** Opening Data for processing block **
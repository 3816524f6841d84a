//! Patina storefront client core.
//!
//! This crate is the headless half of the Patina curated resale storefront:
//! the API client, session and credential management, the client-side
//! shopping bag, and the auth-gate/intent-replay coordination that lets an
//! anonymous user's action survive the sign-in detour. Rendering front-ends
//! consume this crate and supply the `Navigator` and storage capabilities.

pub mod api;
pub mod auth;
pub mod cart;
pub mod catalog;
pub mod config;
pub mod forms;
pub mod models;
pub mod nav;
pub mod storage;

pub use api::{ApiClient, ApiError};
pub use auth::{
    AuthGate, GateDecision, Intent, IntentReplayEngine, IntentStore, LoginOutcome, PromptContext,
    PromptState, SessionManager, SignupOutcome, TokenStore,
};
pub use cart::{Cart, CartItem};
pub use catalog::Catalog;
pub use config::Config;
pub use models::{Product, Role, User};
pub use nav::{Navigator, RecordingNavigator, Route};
** Closing Data for processing block **
(Problem requirements) Output all of the records above unchanged.

(Task result)
repository 3816524f6841d84a
//! Patina storefront client core.
//!
//! This crate is the headless half of the Patina curated resale storefront:
//! the API client, session and credential management, the client-side
//! shopping bag, and the auth-gate/intent-replay coordination that lets an
//! anonymous user's action survive the sign-in detour. Rendering front-ends
//! consume this crate and supply the `Navigator` and storage capabilities.

pub mod api;
pub mod auth;
pub mod cart;
pub mod catalog;
pub mod config;
pub mod forms;
pub mod models;
pub mod nav;
pub mod storage;

pub use api::{ApiClient, ApiError};
pub use auth::{
    AuthGate, GateDecision, Intent, IntentReplayEngine, IntentStore, LoginOutcome, PromptContext,
    PromptState, SessionManager, SignupOutcome, TokenStore,
};
pub use cart::{Cart, CartItem};
pub use catalog::Catalog;
pub use config::Config;
pub use models::{Product, Role, User};
pub use nav::{Navigator, RecordingNavigator, Route};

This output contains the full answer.